Almond butter? Check. Greek yogurt? Check. Quinoa? Check.
Gabriela Flores is your atypical grocery shopping college student.
This 20-year-old’s weekly food list only costs her about $70 on average per week, but it requires visiting three supermarkets to be cost-effective while satisfying her nutritional standards.
Like most college students, Flores is on a tight budget.
“I don’t think there’s a price on health,” she said. “As long as you consider money and be smart, it doesn’t have to be an expensive lifestyle.”
This microbiology senior said leading a healthier lifestyle can be a little more time-consuming from cooking at home, scanning restaurant menus for healthy options and sifting through nutrition labels at the grocery store.
But it becomes habitual over time, she said.
Flores may be able to spend less time meeting her grocery needs now at a familiar one-stop shop: Target.
In response to an increasing consumer demand for health food items and to keep up with organic supermarket competitors like Trader Joe’s, Target has launched its new grocery wellness brand, Simply Balanced.

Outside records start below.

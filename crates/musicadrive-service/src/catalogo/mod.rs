//! Catalog (pasta) management.

pub mod service;

pub use service::CatalogoService;
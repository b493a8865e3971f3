//! # musicadrive-api
//!
//! HTTP API layer for MusicaDrive built on Axum.
//!
//! Provides the storefront endpoints (catalog listing, checkout), the
//! staff backoffice endpoints (pedido management, catalog CRUD, reports,
//! accounts), middleware (auth, CORS, logging), extractors, DTOs, and
//! error mapping.

pub mod app;
pub mod dto;
pub mod error;
pub mod extractors;
pub mod handlers;
pub mod middleware;
pub mod router;
pub mod state;

pub use app::run_server;
pub use state::AppState;
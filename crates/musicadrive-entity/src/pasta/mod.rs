//! Pasta (sellable music folder) entity.

pub mod model;

pub use model::{CreatePasta, Pasta, UpdatePasta};
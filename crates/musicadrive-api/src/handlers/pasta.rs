//! Pasta catalog handlers.
//!
//! Listing active pastas is public (the storefront); everything else
//! requires staff auth.

use axum::Json;
use axum::extract::{Path, Query, State};
use uuid::Uuid;

use musicadrive_core::types::pagination::PageResponse;
use musicadrive_entity::pasta::{CreatePasta, Pasta, UpdatePasta};

use crate::dto::request::SetActiveRequest;
use crate::dto::response::{ApiResponse, MessageResponse};
use crate::error::ApiError;
use crate::extractors::{AuthUser, Pagination};
use crate::state::AppState;

/// GET /api/pastas — public storefront catalog (active only).
pub async fn list_storefront(
    State(state): State<AppState>,
) -> Result<Json<ApiResponse<Vec<Pasta>>>, ApiError> {
    let pastas = state.catalogo_service.list_storefront().await?;
    Ok(Json(ApiResponse::ok(pastas)))
}

/// GET /api/admin/pastas — full catalog for the backoffice.
pub async fn list_all(
    State(state): State<AppState>,
    auth: AuthUser,
    Query(pagination): Query<Pagination>,
) -> Result<Json<ApiResponse<PageResponse<Pasta>>>, ApiError> {
    let page = state
        .catalogo_service
        .list_all(auth.context(), pagination.into_page_request())
        .await?;
    Ok(Json(ApiResponse::ok(page)))
}

/// GET /api/admin/pastas/{id}
pub async fn get_pasta(
    State(state): State<AppState>,
    _auth: AuthUser,
    Path(id): Path<Uuid>,
) -> Result<Json<ApiResponse<Pasta>>, ApiError> {
    let pasta = state.catalogo_service.get(id).await?;
    Ok(Json(ApiResponse::ok(pasta)))
}

/// POST /api/admin/pastas
pub async fn create_pasta(
    State(state): State<AppState>,
    auth: AuthUser,
    Json(req): Json<CreatePasta>,
) -> Result<Json<ApiResponse<Pasta>>, ApiError> {
    let pasta = state.catalogo_service.create(auth.context(), req).await?;
    Ok(Json(ApiResponse::ok(pasta)))
}

/// PUT /api/admin/pastas/{id}
pub async fn update_pasta(
    State(state): State<AppState>,
    auth: AuthUser,
    Path(id): Path<Uuid>,
    Json(req): Json<UpdatePasta>,
) -> Result<Json<ApiResponse<Pasta>>, ApiError> {
    let pasta = state
        .catalogo_service
        .update(auth.context(), id, req)
        .await?;
    Ok(Json(ApiResponse::ok(pasta)))
}

/// PUT /api/admin/pastas/{id}/active
pub async fn set_active(
    State(state): State<AppState>,
    auth: AuthUser,
    Path(id): Path<Uuid>,
    Json(req): Json<SetActiveRequest>,
) -> Result<Json<ApiResponse<Pasta>>, ApiError> {
    let pasta = state
        .catalogo_service
        .set_active(auth.context(), id, req.is_active)
        .await?;
    Ok(Json(ApiResponse::ok(pasta)))
}

/// DELETE /api/admin/pastas/{id}
pub async fn delete_pasta(
    State(state): State<AppState>,
    auth: AuthUser,
    Path(id): Path<Uuid>,
) -> Result<Json<ApiResponse<MessageResponse>>, ApiError> {
    state.catalogo_service.delete(auth.context(), id).await?;
    Ok(Json(ApiResponse::ok(MessageResponse::new("Pasta deleted"))))
}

The Gainesville location, at 3970 SW Archer Road, stocked its shelves with almost all of the new line’s 250 food products — with prices ranging from $1 to $14.99 — in snacks, seafood, beverages and dairy during the second week of June, said store team leader Brian Jablonski.
“The collection is built on purity, simplicity…and tastiness,” according to a Target news release.
With simple-to-read, brightly colored labels, the Simply Balanced collection took its previous store brand, Archer Farms Simply Balanced, renamed it and created fresh, cohesive packaging.
“Truth in advertising on food packaging is more important than ever before, as more of us are paying attention to food labels these days,” according to the National Consumers League website.
“We wanted to pinpoint the products to our guests,” Jablonski said.
The Food and Drug Administration believes that “improved labels may assist consumers in making healthier decisions about the food they buy,” according to an online Fox News article.
With more people conscious of nutrition labels, Target’s Simply Balanced products are made with quality and recognizable ingredients.
The entire product line is free of monosodium glutamate, or MSG, according to a Target news release. Forty percent of the line is certified organic and more than 75 percent does not contain genetically modified organisms, commonly known as GMOs.
Some of the product line has been carried over from its previous store brand, while other foods have been given a flavor makeover, and a few brand new foods have been introduced.
“We will be offering new, enhanced flavor products in the fall,” Jablonski said.
You can expect to find a variety of health food items from gluten-free pasta to sundried tomato popcorn chips to blood orange essence water while walking down the aisles of this superstore.
Target’s goal is to increase organic food offerings by 25 percent by the end of 2017, according to Target’s website.